I’ve tried a lot of photo storage solutions, Flickr, Everpix, PictureLife even iPhoto, but in the end I always go back to folders organised by year and event. And for the last year or so, these pictures live in Dropbox. It’s reliable, it’s fast and it’s available on any device.
Before Dropbox released Carousel I used Unbound, but somehow the idea of opening Carousel, and flicking through years of photos (they go back to the early 2000s for me) is more fun than navigating through digital stacks and hierachys.Especially after a trip. I often browse through the photos with friends and family who accompanied me on the trip, and flick the ones they like to the share pane to easily share them after.
Now, with the iPad release, this has become a lot easier. The iPad is easier to pass around and photos display bigger.
I’m really curious how Apple’s iCloud Library will work on the Mac when it’s finished next year. The idea of a native solution to browse any photo on any device is intriguing. But without a proper way to backup those photos, iCloud isn’t reliable enough for me.

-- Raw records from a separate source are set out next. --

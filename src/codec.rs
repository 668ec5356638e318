// Copyright (c) 2023 The Quartz Core developers
// Licensed under the Apache License, Version 2.0 see LICENSE-APACHE or
// http://www.apache.org/licenses/LICENSE-2.0 or the MIT license, see
// LICENSE-MIT or http://opensource.org/licenses/MIT

//! Byte codecs used across the node.
//!
//! Stored records (transactions, AT records) go through bincode with one
//! pinned configuration; consensus-critical layouts (the AT state blob,
//! packed timestamps, register lanes) are hand-packed little-endian via the
//! helpers below.

use bincode::config::{Configuration, Limit, LittleEndian, Varint};
use bincode::enc::write::Writer;

/// Upper bound on any single encoded record. Anything larger than this is
/// corrupt or hostile, not a real block, transaction or AT blob.
pub const CODEC_BYTES_LIMIT: usize = 1_000_000;

type CodecConfig = Configuration<LittleEndian, Varint, Limit<CODEC_BYTES_LIMIT>>;

/// The one configuration every bincode payload uses: little-endian to match
/// the hand-packed layouts, varint lengths, and no length prefixes on fixed
/// arrays so keys and signatures encode at their natural width (fixed-size
/// arrays never carry a length prefix in bincode's own `Encode`/`Decode`
/// impls, so no extra config is needed for that part).
fn codec_config() -> CodecConfig {
    bincode::config::standard()
        .with_little_endian()
        .with_variable_int_encoding()
        .with_limit::<CODEC_BYTES_LIMIT>()
}

pub fn encode_to_vec<T: bincode::Encode>(val: &T) -> Result<Vec<u8>, bincode::error::EncodeError> {
    bincode::encode_to_vec(val, codec_config())
}

pub fn encode<W: Writer, T: bincode::Encode>(
    writer: W,
    val: &T,
) -> Result<(), bincode::error::EncodeError> {
    bincode::encode_into_writer(val, writer, codec_config())
}

pub fn decode<T: bincode::Decode>(bytes: &[u8]) -> Result<T, bincode::error::DecodeError> {
    bincode::decode_from_slice(bytes, codec_config()).map(|r| r.0)
}

/// Reads a little-endian u64 at `offset`. Used wherever a consensus byte
/// layout stores 64-bit lanes, e.g. the AT scratch registers.
#[inline]
#[must_use]
pub fn u64_from_le(bytes: &[u8], offset: usize) -> u64 {
    let mut buf = [0; 8];
    buf.copy_from_slice(&bytes[offset..offset + 8]);
    u64::from_le_bytes(buf)
}

#[inline]
#[must_use]
pub fn u32_from_le(bytes: &[u8], offset: usize) -> u32 {
    let mut buf = [0; 4];
    buf.copy_from_slice(&bytes[offset..offset + 4]);
    u32::from_le_bytes(buf)
}

#[inline]
pub fn put_u64_le(bytes: &mut [u8], offset: usize, v: u64) {
    bytes[offset..offset + 8].copy_from_slice(&v.to_le_bytes());
}

#[inline]
pub fn put_u32_le(bytes: &mut [u8], offset: usize, v: u32) {
    bytes[offset..offset + 4].copy_from_slice(&v.to_le_bytes());
}

/// Cursor over a consensus byte layout. Every read is bounds-checked so a
/// truncated blob surfaces as `None` rather than a panic.
pub struct LeReader<'a> {
    bytes: &'a [u8],
    pos: usize,
}

impl<'a> LeReader<'a> {
    #[must_use]
    pub fn new(bytes: &'a [u8]) -> Self {
        Self { bytes, pos: 0 }
    }

    pub fn read_u8(&mut self) -> Option<u8> {
        let v = *self.bytes.get(self.pos)?;
        self.pos += 1;
        Some(v)
    }

    pub fn read_u32(&mut self) -> Option<u32> {
        if self.pos + 4 > self.bytes.len() {
            return None;
        }
        let v = u32_from_le(self.bytes, self.pos);
        self.pos += 4;
        Some(v)
    }

    pub fn read_u64(&mut self) -> Option<u64> {
        if self.pos + 8 > self.bytes.len() {
            return None;
        }
        let v = u64_from_le(self.bytes, self.pos);
        self.pos += 8;
        Some(v)
    }

    pub fn read_bytes(&mut self, len: usize) -> Option<&'a [u8]> {
        if self.pos + len > self.bytes.len() {
            return None;
        }
        let v = &self.bytes[self.pos..self.pos + len];
        self.pos += len;
        Some(v)
    }

    #[must_use]
    pub fn is_exhausted(&self) -> bool {
        self.pos == self.bytes.len()
    }
}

It’s not that I don’t trust iCloud, but any service that doesn’t offer an easy way to independently backup your data is untrustworthy by design.
So why do I use Dropbox you may ask? Because I can backup ~/Dropbox/Photos with Time Machine, Backblaze or any other backup service I like. iCloud? Not so much..
There’s one thing though that I miss in Carousel: the ability to exclude certain folders. Carousel currently looks at any folder, so my photos will be interspersed with icons, screenshots and work related images. So some sort of selective sync would be great.